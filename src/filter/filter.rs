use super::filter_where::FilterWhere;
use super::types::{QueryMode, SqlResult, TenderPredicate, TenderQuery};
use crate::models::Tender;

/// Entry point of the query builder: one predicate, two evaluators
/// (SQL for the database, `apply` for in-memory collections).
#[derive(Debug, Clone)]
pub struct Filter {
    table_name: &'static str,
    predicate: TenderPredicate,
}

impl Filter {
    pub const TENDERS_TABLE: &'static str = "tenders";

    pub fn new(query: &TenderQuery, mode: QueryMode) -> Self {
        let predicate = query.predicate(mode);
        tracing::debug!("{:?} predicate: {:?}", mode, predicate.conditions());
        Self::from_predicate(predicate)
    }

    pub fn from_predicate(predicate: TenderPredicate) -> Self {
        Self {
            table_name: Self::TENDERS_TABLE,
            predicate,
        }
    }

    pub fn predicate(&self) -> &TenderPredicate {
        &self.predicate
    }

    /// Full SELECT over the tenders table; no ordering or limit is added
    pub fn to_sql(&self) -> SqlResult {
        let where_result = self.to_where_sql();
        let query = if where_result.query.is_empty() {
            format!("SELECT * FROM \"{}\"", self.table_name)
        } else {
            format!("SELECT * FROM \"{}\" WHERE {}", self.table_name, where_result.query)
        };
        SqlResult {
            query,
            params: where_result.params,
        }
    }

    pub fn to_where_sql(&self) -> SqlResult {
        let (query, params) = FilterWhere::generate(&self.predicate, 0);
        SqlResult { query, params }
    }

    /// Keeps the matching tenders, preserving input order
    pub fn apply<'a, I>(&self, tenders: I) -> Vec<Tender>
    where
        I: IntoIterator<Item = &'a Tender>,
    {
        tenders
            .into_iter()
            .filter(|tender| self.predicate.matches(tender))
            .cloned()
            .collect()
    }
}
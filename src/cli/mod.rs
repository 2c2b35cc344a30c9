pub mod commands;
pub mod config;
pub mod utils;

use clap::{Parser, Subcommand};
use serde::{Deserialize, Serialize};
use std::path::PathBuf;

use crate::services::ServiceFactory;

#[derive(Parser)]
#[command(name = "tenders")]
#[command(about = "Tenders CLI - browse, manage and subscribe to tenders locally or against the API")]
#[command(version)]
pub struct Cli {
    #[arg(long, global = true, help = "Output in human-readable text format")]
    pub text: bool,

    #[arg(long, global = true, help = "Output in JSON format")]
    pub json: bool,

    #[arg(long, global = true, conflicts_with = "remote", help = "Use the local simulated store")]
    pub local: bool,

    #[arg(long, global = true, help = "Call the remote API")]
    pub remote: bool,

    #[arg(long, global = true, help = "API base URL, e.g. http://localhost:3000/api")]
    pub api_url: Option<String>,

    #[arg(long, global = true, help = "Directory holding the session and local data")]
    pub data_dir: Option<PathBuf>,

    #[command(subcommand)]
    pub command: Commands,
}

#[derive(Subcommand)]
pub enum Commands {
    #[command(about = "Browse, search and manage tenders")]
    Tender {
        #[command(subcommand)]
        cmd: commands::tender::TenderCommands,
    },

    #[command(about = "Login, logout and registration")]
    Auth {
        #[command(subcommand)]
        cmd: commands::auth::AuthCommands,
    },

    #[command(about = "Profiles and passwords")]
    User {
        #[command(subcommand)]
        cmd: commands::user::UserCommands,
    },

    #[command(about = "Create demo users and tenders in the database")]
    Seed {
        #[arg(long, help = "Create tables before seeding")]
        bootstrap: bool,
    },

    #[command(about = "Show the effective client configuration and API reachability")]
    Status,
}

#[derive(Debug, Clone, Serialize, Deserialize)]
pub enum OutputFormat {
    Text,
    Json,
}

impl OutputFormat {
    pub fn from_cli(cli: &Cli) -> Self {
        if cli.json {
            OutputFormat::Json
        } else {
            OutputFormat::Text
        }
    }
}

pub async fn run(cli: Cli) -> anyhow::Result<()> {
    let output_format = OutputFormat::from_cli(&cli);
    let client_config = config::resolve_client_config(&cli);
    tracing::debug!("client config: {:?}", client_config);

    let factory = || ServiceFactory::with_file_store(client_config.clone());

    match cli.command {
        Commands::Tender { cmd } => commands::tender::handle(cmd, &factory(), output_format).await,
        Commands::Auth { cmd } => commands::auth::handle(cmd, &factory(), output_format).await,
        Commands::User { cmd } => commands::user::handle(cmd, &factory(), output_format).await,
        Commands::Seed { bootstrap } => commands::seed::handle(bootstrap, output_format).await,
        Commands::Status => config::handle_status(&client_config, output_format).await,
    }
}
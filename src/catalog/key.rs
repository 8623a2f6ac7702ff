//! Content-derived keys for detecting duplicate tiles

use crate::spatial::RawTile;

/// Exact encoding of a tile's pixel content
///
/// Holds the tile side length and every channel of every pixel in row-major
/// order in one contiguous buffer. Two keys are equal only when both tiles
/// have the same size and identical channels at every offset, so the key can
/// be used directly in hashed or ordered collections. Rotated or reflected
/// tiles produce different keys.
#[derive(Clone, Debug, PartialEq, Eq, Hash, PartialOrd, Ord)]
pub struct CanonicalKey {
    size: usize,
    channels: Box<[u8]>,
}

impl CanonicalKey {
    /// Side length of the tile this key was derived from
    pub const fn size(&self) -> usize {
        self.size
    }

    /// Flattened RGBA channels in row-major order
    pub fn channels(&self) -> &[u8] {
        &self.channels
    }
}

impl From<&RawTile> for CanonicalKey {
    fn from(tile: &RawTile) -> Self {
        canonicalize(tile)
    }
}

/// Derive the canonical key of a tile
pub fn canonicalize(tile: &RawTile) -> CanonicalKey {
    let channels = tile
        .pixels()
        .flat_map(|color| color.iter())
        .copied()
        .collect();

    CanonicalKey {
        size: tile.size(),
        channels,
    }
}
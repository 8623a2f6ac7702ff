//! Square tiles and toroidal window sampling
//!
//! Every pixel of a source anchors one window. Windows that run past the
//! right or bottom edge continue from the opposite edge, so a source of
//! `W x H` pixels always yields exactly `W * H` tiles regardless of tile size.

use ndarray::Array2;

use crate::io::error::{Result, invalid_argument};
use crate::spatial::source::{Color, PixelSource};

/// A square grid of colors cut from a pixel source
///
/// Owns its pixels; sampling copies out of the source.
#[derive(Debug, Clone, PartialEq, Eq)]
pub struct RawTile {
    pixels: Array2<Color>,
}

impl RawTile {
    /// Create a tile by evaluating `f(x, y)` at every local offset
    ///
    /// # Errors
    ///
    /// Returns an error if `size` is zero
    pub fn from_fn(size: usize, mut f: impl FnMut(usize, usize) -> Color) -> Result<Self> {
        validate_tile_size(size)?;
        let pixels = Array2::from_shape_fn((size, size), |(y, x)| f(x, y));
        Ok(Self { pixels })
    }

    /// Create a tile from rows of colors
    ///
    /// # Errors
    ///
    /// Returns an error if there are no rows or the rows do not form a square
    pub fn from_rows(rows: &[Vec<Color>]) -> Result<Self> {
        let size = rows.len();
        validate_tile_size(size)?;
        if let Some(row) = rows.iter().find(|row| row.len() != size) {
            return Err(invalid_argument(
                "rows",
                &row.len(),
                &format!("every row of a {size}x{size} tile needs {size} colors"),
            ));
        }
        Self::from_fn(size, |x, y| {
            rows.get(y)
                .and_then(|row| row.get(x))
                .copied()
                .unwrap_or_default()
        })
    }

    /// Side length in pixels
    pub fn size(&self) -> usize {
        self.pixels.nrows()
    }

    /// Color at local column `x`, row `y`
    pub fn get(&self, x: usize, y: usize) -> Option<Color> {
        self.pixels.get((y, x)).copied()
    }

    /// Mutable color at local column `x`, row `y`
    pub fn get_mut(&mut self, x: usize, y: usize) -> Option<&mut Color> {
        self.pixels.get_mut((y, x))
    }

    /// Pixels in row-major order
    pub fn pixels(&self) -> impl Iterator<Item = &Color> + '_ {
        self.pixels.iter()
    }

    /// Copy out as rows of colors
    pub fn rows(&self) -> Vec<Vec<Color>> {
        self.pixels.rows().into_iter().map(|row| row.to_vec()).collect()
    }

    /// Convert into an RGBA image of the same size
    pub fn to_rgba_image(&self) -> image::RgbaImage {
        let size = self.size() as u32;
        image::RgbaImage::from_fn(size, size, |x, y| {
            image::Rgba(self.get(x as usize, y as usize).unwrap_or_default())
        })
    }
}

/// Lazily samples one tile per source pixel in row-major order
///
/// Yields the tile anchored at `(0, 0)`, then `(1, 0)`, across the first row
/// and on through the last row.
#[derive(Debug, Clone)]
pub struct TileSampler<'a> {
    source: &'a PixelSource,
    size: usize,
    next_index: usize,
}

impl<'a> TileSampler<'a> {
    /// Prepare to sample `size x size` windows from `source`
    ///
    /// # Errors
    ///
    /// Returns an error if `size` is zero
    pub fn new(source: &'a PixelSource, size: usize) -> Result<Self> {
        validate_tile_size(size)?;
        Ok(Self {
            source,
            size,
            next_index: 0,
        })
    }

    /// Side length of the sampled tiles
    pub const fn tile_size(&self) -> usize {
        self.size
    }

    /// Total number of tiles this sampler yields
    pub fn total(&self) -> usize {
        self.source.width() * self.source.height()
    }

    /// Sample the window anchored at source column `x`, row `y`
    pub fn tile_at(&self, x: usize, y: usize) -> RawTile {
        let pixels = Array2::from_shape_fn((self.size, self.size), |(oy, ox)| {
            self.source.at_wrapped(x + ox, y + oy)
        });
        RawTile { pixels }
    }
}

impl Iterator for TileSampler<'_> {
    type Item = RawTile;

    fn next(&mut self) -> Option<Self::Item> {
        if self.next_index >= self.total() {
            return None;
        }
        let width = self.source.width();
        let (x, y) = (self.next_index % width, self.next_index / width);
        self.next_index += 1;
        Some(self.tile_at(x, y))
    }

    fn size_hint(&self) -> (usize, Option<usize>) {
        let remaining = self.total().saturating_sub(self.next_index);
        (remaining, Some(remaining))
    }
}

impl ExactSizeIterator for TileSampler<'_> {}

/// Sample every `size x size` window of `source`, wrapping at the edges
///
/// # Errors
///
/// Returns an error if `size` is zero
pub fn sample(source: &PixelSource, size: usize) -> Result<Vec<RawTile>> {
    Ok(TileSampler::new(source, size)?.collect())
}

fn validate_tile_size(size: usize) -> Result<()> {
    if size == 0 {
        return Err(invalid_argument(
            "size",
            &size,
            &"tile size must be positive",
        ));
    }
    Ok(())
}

——————

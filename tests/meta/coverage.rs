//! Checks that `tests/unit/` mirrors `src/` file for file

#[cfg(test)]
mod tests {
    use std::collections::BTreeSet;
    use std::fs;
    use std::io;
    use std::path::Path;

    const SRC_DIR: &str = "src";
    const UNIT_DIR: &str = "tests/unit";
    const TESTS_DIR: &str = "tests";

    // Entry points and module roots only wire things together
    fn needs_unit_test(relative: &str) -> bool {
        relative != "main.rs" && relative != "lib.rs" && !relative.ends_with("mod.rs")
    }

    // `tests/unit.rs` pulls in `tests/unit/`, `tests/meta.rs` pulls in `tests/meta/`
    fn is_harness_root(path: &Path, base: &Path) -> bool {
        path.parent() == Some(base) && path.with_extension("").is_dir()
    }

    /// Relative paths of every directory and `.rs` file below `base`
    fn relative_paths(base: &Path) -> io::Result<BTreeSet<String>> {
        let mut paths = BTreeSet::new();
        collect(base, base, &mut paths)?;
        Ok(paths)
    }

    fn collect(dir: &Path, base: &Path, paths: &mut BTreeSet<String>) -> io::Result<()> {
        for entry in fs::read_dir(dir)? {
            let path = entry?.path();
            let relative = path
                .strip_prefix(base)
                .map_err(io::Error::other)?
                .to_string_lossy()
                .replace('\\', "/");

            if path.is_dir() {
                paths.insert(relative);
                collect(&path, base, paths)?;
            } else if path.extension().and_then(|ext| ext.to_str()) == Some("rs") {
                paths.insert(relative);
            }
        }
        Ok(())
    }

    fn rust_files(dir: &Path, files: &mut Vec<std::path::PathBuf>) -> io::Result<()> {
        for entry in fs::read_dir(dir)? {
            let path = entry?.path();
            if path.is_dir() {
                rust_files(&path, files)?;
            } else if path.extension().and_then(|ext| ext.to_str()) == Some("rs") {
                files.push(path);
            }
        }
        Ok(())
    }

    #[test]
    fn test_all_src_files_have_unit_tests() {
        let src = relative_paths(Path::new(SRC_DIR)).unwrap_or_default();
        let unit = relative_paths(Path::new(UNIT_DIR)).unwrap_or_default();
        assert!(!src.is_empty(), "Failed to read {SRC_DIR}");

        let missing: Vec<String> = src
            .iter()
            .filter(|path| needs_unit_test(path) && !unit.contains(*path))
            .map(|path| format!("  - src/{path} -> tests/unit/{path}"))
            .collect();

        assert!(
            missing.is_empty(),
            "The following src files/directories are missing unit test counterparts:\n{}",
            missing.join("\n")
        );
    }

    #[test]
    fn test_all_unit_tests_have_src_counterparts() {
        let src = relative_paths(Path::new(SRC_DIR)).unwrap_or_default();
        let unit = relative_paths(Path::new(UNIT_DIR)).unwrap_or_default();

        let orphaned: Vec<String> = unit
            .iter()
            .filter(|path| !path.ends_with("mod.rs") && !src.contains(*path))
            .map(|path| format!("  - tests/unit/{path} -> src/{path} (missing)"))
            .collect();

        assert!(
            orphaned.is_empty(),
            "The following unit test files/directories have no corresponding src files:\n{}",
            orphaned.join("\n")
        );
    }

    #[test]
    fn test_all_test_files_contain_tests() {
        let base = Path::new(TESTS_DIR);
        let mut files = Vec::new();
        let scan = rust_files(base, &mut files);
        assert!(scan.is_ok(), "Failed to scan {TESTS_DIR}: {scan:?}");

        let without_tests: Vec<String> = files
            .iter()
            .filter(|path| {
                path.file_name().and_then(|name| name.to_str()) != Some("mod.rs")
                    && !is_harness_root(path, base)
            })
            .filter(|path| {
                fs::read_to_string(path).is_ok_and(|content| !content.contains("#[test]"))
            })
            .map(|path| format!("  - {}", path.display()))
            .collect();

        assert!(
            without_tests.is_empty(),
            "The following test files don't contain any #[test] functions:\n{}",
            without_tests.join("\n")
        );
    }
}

——————

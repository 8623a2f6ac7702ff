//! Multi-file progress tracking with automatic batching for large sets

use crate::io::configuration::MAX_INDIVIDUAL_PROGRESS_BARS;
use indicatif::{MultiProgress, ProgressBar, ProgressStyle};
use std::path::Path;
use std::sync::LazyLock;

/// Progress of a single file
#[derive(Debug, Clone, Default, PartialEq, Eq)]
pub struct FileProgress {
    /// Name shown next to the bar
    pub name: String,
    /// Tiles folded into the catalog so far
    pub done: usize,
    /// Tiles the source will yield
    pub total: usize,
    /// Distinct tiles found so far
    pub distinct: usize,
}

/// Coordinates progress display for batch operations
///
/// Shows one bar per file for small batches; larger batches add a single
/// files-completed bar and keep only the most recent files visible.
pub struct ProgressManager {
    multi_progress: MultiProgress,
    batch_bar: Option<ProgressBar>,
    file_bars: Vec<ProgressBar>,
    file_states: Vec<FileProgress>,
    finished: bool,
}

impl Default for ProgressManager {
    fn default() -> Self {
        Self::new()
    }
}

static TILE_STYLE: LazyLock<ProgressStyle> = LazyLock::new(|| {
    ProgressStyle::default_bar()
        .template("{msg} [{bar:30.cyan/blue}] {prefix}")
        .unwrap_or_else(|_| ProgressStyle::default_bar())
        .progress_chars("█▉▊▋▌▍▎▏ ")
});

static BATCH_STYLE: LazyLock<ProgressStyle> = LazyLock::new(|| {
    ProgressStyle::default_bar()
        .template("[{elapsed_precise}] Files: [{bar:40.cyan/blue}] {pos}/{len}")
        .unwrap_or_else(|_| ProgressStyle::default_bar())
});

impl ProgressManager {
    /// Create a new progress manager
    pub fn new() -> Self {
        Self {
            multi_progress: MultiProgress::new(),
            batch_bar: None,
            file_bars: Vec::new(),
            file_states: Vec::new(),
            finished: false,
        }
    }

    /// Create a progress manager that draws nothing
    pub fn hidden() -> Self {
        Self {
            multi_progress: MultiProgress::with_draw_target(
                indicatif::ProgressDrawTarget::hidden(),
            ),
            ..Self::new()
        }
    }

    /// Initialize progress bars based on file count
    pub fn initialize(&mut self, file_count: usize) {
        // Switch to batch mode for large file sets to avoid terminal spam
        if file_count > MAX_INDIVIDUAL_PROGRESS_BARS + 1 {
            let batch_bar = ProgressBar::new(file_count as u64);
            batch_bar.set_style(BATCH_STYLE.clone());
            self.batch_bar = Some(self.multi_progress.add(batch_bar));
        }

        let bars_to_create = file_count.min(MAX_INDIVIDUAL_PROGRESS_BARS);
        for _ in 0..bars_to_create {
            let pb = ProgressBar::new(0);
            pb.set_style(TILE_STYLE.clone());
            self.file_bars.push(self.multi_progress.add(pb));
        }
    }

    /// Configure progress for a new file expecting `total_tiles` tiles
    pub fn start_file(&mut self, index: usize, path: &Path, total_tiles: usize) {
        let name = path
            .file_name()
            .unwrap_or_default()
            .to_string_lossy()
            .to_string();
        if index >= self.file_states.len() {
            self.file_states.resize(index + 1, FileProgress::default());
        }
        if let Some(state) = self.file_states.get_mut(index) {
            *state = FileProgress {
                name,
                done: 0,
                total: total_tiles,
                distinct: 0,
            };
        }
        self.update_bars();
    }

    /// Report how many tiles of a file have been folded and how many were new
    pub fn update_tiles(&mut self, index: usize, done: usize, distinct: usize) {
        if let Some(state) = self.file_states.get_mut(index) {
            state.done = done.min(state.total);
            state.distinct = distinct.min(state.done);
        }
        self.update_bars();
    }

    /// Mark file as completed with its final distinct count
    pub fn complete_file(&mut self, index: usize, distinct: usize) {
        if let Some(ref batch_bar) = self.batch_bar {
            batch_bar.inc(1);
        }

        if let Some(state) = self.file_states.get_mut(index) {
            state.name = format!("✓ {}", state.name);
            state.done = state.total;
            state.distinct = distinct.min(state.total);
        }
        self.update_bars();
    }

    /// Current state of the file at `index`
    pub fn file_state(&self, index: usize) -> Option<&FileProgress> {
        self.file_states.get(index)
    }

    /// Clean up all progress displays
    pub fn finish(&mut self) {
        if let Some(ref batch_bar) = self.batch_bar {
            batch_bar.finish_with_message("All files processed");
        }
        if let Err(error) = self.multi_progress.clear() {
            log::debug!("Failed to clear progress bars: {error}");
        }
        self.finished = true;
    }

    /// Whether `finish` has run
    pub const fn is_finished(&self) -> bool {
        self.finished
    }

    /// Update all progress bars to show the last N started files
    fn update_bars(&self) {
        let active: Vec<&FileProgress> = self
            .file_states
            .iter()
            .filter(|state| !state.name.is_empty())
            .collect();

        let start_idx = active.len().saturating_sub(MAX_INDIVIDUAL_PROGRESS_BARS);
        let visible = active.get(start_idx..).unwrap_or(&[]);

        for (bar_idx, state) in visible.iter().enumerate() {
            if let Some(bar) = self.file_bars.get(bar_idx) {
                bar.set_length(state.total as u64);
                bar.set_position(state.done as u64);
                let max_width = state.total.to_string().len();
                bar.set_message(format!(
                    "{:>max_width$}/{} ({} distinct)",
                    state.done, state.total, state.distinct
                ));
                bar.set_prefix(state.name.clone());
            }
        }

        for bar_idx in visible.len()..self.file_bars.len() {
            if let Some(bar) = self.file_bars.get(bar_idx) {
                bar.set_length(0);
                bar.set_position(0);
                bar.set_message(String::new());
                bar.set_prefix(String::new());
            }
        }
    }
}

——————

Above are some lines. Repeat exactly, and only, those from the line that has "pub fn canonicalize(tile: &RawTile)" through the line that has "let pixels = Array2::from_shape_fn((size, size), |(y, x)|".

pub fn canonicalize(tile: &RawTile) -> CanonicalKey {
    let channels = tile
        .pixels()
        .flat_map(|color| color.iter())
        .copied()
        .collect();

    CanonicalKey {
        size: tile.size(),
        channels,
    }
}
repository 8623a2f6ac7702ff
//! Square tiles and toroidal window sampling
//!
//! Every pixel of a source anchors one window. Windows that run past the
//! right or bottom edge continue from the opposite edge, so a source of
//! `W x H` pixels always yields exactly `W * H` tiles regardless of tile size.

use ndarray::Array2;

use crate::io::error::{Result, invalid_argument};
use crate::spatial::source::{Color, PixelSource};

/// A square grid of colors cut from a pixel source
///
/// Owns its pixels; sampling copies out of the source.
#[derive(Debug, Clone, PartialEq, Eq)]
pub struct RawTile {
    pixels: Array2<Color>,
}

impl RawTile {
    /// Create a tile by evaluating `f(x, y)` at every local offset
    ///
    /// # Errors
    ///
    /// Returns an error if `size` is zero
    pub fn from_fn(size: usize, mut f: impl FnMut(usize, usize) -> Color) -> Result<Self> {
        validate_tile_size(size)?;
        let pixels = Array2::from_shape_fn((size, size), |(y, x)| f(x, y));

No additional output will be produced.